▸ Exercise goal
Your answer should hold all lines of the entries that include the word "ProviderConfig".

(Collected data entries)
━━━━━━

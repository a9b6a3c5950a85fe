//! Caller-facing HTTP surface.
//!
//! Implements the authorization code flow plus token retrieval:
//! 1. GET /auth/login?user_id=..     → Redirect to provider (with CSRF state)
//! 2. User authorizes on provider's site
//! 3. GET /auth/callback?code=&state= → Exchange code, store credentials
//! 4. GET /auth/token?user_id=..     → Usable access token, refreshed if stale
//!
//! Plus POST /auth/token/refresh (forced refresh) and GET /auth/status.

use crate::lifecycle::{LifecycleError, TokenLifecycleManager, TokenState};
use crate::oauth::{ExchangeError, ProviderConfig, StateManager};
use axum::{
    extract::{Query, State},
    http::{header, HeaderValue, Method, StatusCode},
    response::{IntoResponse, Json, Redirect, Response},
    routing::{get, post},
    Router,
};
use serde::{Deserialize, Serialize};
use std::sync::Arc;
use tower_http::cors::CorsLayer;
use tracing::{debug, error, info, warn};


/// Identity used when `/auth/login` is called without `user_id`
pub const DEFAULT_USER_IDENTITY: &str = "default";

const LOGIN_PATH: &str = "/auth/login";

/// Seconds a caller should wait before retrying a transient failure
const RETRY_AFTER_SECONDS: &str = "5";

/// Error response
#[derive(Serialize)]
struct ErrorResponse {
    error: String,
    /// Where to restart authorization, when that is the remedy
    #[serde(skip_serializing_if = "Option::is_none")]
    login: Option<String>,
}

/// Application error types for auth endpoints
#[derive(Debug)]
enum AppError {
    BadRequest(String),
    Unauthorized(String),
    NotFound(String),
    ReauthorizationRequired { message: String, login: String },
    ServerError(String),
    BadGateway(String),
    ServiceUnavailable(String),
}

impl IntoResponse for AppError {
    fn into_response(self) -> Response {
        if let AppError::ServiceUnavailable(msg) = self {
            let body = Json(ErrorResponse {
                error: msg,
                login: None,
            });
            let mut resp = (StatusCode::SERVICE_UNAVAILABLE, body).into_response();
            resp.headers_mut().insert(
                header::RETRY_AFTER,
                HeaderValue::from_static(RETRY_AFTER_SECONDS),
            );
            return resp;
        }

        let (status, error, login) = match self {
            AppError::BadRequest(msg) => (StatusCode::BAD_REQUEST, msg, None),
            AppError::Unauthorized(msg) => (StatusCode::UNAUTHORIZED, msg, None),
            AppError::NotFound(msg) => (StatusCode::NOT_FOUND, msg, None),
            AppError::ReauthorizationRequired { message, login } => {
                (StatusCode::UNAUTHORIZED, message, Some(login))
            }
            AppError::ServerError(msg) => (StatusCode::INTERNAL_SERVER_ERROR, msg, None),
            AppError::BadGateway(msg) => (StatusCode::BAD_GATEWAY, msg, None),
            AppError::ServiceUnavailable(msg) => (StatusCode::SERVICE_UNAVAILABLE, msg, None),
        };

        (status, Json(ErrorResponse { error, login })).into_response()
    }
}

impl From<LifecycleError> for AppError {
    fn from(e: LifecycleError) -> Self {
        if e.is_retryable() {
            warn!(error = %e, "Token request failed transiently");
            return AppError::ServiceUnavailable(format!("{}, retry later", e));
        }

        match e {
            LifecycleError::NoCredential(user) => {
                AppError::NotFound(format!("No access token available for user '{}'", user))
            }
            LifecycleError::ReauthorizationRequired(user) => AppError::ReauthorizationRequired {
                message: format!("Reauthorization required for user '{}'", user),
                login: format!("{}?user_id={}", LOGIN_PATH, urlencoding::encode(&user)),
            },
            LifecycleError::Exchange(e @ ExchangeError::ProviderRejected { .. }) => {
                AppError::BadRequest(format!("Authorization failed: {}", e))
            }
            LifecycleError::Exchange(e @ ExchangeError::RefreshTokenInvalid(_)) => {
                AppError::BadRequest(format!("Authorization failed: {}", e))
            }
            LifecycleError::Exchange(e @ ExchangeError::MalformedResponse(_)) => {
                error!(error = %e, "Provider returned an unexpected response");
                AppError::BadGateway(e.to_string())
            }
            LifecycleError::Store(e) => {
                error!(error = %e, "Token store failure");
                AppError::ServerError("Internal server error".to_string())
            }
            LifecycleError::RefreshTransientFailure(msg)
            | LifecycleError::Exchange(ExchangeError::ProviderUnreachable(msg)) => {
                AppError::ServiceUnavailable(msg)
            }
        }
    }
}

/// Shared application state for auth API
#[derive(Clone)]
pub struct AuthAppState {
    pub lifecycle: Arc<TokenLifecycleManager>,
    pub provider: Arc<ProviderConfig>,
    pub state_manager: StateManager,
    pub post_authorize_redirect: Option<String>,
}

/// `user_id` query parameter
#[derive(Deserialize)]
pub struct UserQuery {
    user_id: Option<String>,
}

impl UserQuery {
    fn required(self) -> Result<String, AppError> {
        self.user_id
            .map(|id| id.trim().to_string())
            .filter(|id| !id.is_empty())
            .ok_or_else(|| AppError::BadRequest("Invalid user_id".to_string()))
    }
}

/// OAuth callback query parameters
#[derive(Deserialize)]
pub struct OAuthCallback {
    code: Option<String>,
    state: Option<String>,
    error: Option<String>,
    error_description: Option<String>,
}

/// Successful authorization (when no post-authorize redirect is configured)
#[derive(Serialize)]
pub struct AuthorizedResponse {
    success: bool,
    user_id: String,
    expires_at: i64,
}

/// Usable access token. The refresh token never leaves the broker.
#[derive(Serialize)]
pub struct TokenResponse {
    user_id: String,
    access_token: String,
    expires_at: i64,
    scope: String,
}

/// Derived token state
#[derive(Serialize)]
pub struct StatusResponse {
    user_id: String,
    state: TokenState,
}

/// Create auth API router
pub fn create_auth_router(state: AuthAppState) -> Router {
    Router::new()
        .route("/auth/login", get(login))
        .route("/auth/callback", get(callback))
        .route("/auth/token", get(token))
        .route("/auth/token/refresh", post(refresh))
        .route("/auth/status", get(status))
        .with_state(Arc::new(state))
}

/// CORS policy letting a single browser origin call the token endpoints
pub fn cors_layer(origin: &str) -> anyhow::Result<CorsLayer> {
    let origin = HeaderValue::from_str(origin)
        .map_err(|e| anyhow::anyhow!("Invalid CORS origin '{}': {}", origin, e))?;

    Ok(CorsLayer::new()
        .allow_origin(origin)
        .allow_methods([Method::GET, Method::POST]))
}

/// GET /auth/login
///
/// Starts authorization by redirecting the user to the provider.
///
/// # Security
/// - Generates a single-use CSRF state bound to the user identity
async fn login(
    State(state): State<Arc<AuthAppState>>,
    Query(query): Query<UserQuery>,
) -> Redirect {
    let user_identity = query
        .user_id
        .map(|id| id.trim().to_string())
        .filter(|id| !id.is_empty())
        .unwrap_or_else(|| DEFAULT_USER_IDENTITY.to_string());

    let csrf_state = state.state_manager.create_state(&user_identity);
    let auth_url = state.provider.build_auth_url(Some(&csrf_state));

    info!(user_id = %user_identity, "Redirecting to OAuth provider");

    Redirect::to(&auth_url)
}

/// GET /auth/callback
///
/// Exchanges the authorization code and stores the credential under the
/// identity bound to `state`.
async fn callback(
    State(state): State<Arc<AuthAppState>>,
    Query(callback): Query<OAuthCallback>,
) -> Result<Response, AppError> {
    if let Some(error) = callback.error {
        let description = callback
            .error_description
            .unwrap_or_else(|| "Unknown error".to_string());
        warn!(error = %error, description = %description, "OAuth authorization failed");
        return Err(AppError::BadRequest(format!(
            "OAuth authorization failed: {} - {}",
            error, description
        )));
    }

    let code = callback
        .code
        .filter(|code| !code.is_empty())
        .ok_or_else(|| AppError::BadRequest("Missing 'code' parameter".to_string()))?;
    let csrf_state = callback
        .state
        .ok_or_else(|| AppError::BadRequest("Missing 'state' parameter".to_string()))?;

    let entry = state
        .state_manager
        .validate_and_consume(&csrf_state)
        .ok_or_else(|| {
            warn!("Invalid or expired OAuth state");
            AppError::Unauthorized(
                "Invalid or expired OAuth state (possible CSRF attack)".to_string(),
            )
        })?;

    debug!(user_id = %entry.user_identity, "CSRF state validated");

    let record = state
        .lifecycle
        .complete_authorization(&code, &entry.user_identity)
        .await?;

    if let Some(target) = &state.post_authorize_redirect {
        return Ok(Redirect::to(target).into_response());
    }

    Ok(Json(AuthorizedResponse {
        success: true,
        user_id: record.user_identity,
        expires_at: record.expires_at,
    })
    .into_response())
}

/// GET /auth/token
///
/// Returns a usable access token, running the refresh flow first if the
/// stored one has expired.
async fn token(
    State(state): State<Arc<AuthAppState>>,
    Query(query): Query<UserQuery>,
) -> Result<Json<TokenResponse>, AppError> {
    let user_identity = query.required()?;

    let record = state
        .lifecycle
        .get_valid_credential(&user_identity)
        .await?;

    Ok(Json(TokenResponse {
        user_id: record.user_identity,
        access_token: record.access_token,
        expires_at: record.expires_at,
        scope: record.scope,
    }))
}

/// POST /auth/token/refresh
///
/// Refreshes regardless of the current token's expiry.
async fn refresh(
    State(state): State<Arc<AuthAppState>>,
    Query(query): Query<UserQuery>,
) -> Result<Json<TokenResponse>, AppError> {
    let user_identity = query.required()?;

    let record = state.lifecycle.force_refresh(&user_identity).await?;

    Ok(Json(TokenResponse {
        user_id: record.user_identity,
        access_token: record.access_token,
        expires_at: record.expires_at,
        scope: record.scope,
    }))
}

/// GET /auth/status
async fn status(
    State(state): State<Arc<AuthAppState>>,
    Query(query): Query<UserQuery>,
) -> Result<Json<StatusResponse>, AppError> {
    let user_identity = query.required()?;

    let token_state = state.lifecycle.token_state(&user_identity)?;

    Ok(Json(StatusResponse {
        user_id: user_identity,
        state: token_state,
    }))
}
//! Provider configuration and authorization URL construction.

/// Token-issuing authority this deployment talks to.
///
/// Assembled once at startup from the `[provider]` config table plus the
/// client credential pair from the environment.
#[derive(Clone)]
pub struct ProviderConfig {
    /// OAuth authorization endpoint URL
    pub auth_url: String,

    /// OAuth token exchange endpoint URL
    pub token_url: String,

    /// Fixed callback address registered with the provider
    pub redirect_uri: String,

    /// Fixed permission set requested on every authorization
    pub scopes: Vec<String>,

    /// Application client ID
    pub client_id: String,

    /// Application client secret
    pub client_secret: String,
}

impl std::fmt::Debug for ProviderConfig {
    fn fmt(&self, f: &mut std::fmt::Formatter<'_>) -> std::fmt::Result {
        f.debug_struct("ProviderConfig")
            .field("auth_url", &self.auth_url)
            .field("token_url", &self.token_url)
            .field("redirect_uri", &self.redirect_uri)
            .field("scopes", &self.scopes)
            .field("client_id", &self.client_id)
            .field("client_secret", &"<redacted>")
            .finish()
    }
}

impl ProviderConfig {
    /// Space-delimited scope string as sent to the provider
    pub fn scope(&self) -> String {
        self.scopes.join(" ")
    }

    /// Build the redirect target that starts the authorization dance.
    ///
    /// `state` is passed through verbatim when present.
    pub fn build_auth_url(&self, state: Option<&str>) -> String {
        let separator = if self.auth_url.contains('?') { '&' } else { '?' };
        let mut url = format!(
            "{}{}response_type=code&client_id={}&scope={}&redirect_uri={}",
            self.auth_url,
            separator,
            urlencoding::encode(&self.client_id),
            urlencoding::encode(&self.scope()),
            urlencoding::encode(&self.redirect_uri),
        );

        if let Some(state) = state {
            url.push_str("&state=");
            url.push_str(&urlencoding::encode(state));
        }

        url
    }
}

#[cfg(test)]
mod tests {
    use super::*;

    fn test_config() -> ProviderConfig {
        ProviderConfig {
            auth_url: "https://accounts.example.com/authorize".to_string(),
            token_url: "https://accounts.example.com/api/token".to_string(),
            redirect_uri: "http://localhost:8080/auth/callback".to_string(),
            scopes: vec!["streaming".to_string(), "user-read-email".to_string()],
            client_id: "test_client_id".to_string(),
            client_secret: "test_secret".to_string(),
        }
    }

    #[test]
    fn test_build_auth_url() {
        let url = test_config().build_auth_url(Some("random_state"));

        assert!(url.starts_with("https://accounts.example.com/authorize?response_type=code&"));
        assert!(url.contains("client_id=test_client_id"));
        assert!(url.contains("redirect_uri=http%3A%2F%2Flocalhost%3A8080%2Fauth%2Fcallback"));
        // URL encoding converts spaces to %20
        assert!(url.contains("scope=streaming%20user-read-email"));
        assert!(url.ends_with("&state=random_state"));
        assert!(!url.contains("test_secret"));
    }

    #[test]
    fn test_build_auth_url_without_state() {
        let url = test_config().build_auth_url(None);
        assert!(!url.contains("state="));
    }

    #[test]
    fn test_build_auth_url_with_existing_query() {
        let mut config = test_config();
        config.auth_url = "https://accounts.example.com/authorize?show_dialog=true".to_string();

        let url = config.build_auth_url(None);
        assert!(url.starts_with("https://accounts.example.com/authorize?show_dialog=true&response_type=code"));
    }

    #[test]
    fn test_debug_redacts_secret() {
        let debug = format!("{:?}", test_config());
        assert!(!debug.contains("test_secret"));
        assert!(debug.contains("<redacted>"));
    }
}
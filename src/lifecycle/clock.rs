//! Wall clock abstraction so token state can be derived at any instant.

use chrono::Utc;
use std::sync::atomic::{AtomicI64, Ordering};

/// Source of "now" in epoch seconds.
pub trait Clock: Send + Sync {
    fn now(&self) -> i64;
}

/// Real UTC wall clock
#[derive(Clone, Copy, Debug, Default)]
pub struct SystemClock;

impl Clock for SystemClock {
    fn now(&self) -> i64 {
        Utc::now().timestamp()
    }
}

/// Hand-driven clock for tests and simulations.
#[derive(Debug, Default)]
pub struct ManualClock {
    now: AtomicI64,
}

impl ManualClock {
    pub fn new(now: i64) -> Self {
        Self {
            now: AtomicI64::new(now),
        }
    }

    pub fn set(&self, now: i64) {
        self.now.store(now, Ordering::SeqCst);
    }

    pub fn advance(&self, seconds: i64) {
        self.now.fetch_add(seconds, Ordering::SeqCst);
    }
}

impl Clock for ManualClock {
    fn now(&self) -> i64 {
        self.now.load(Ordering::SeqCst)
    }
}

━━━━━━

▸ Exercise output
use crate::oauth::{ExchangeError, ProviderConfig, StateManager};
    pub provider: Arc<ProviderConfig>,
pub struct ProviderConfig {
impl std::fmt::Debug for ProviderConfig {
        f.debug_struct("ProviderConfig")
impl ProviderConfig {
    fn test_config() -> ProviderConfig {
        ProviderConfig {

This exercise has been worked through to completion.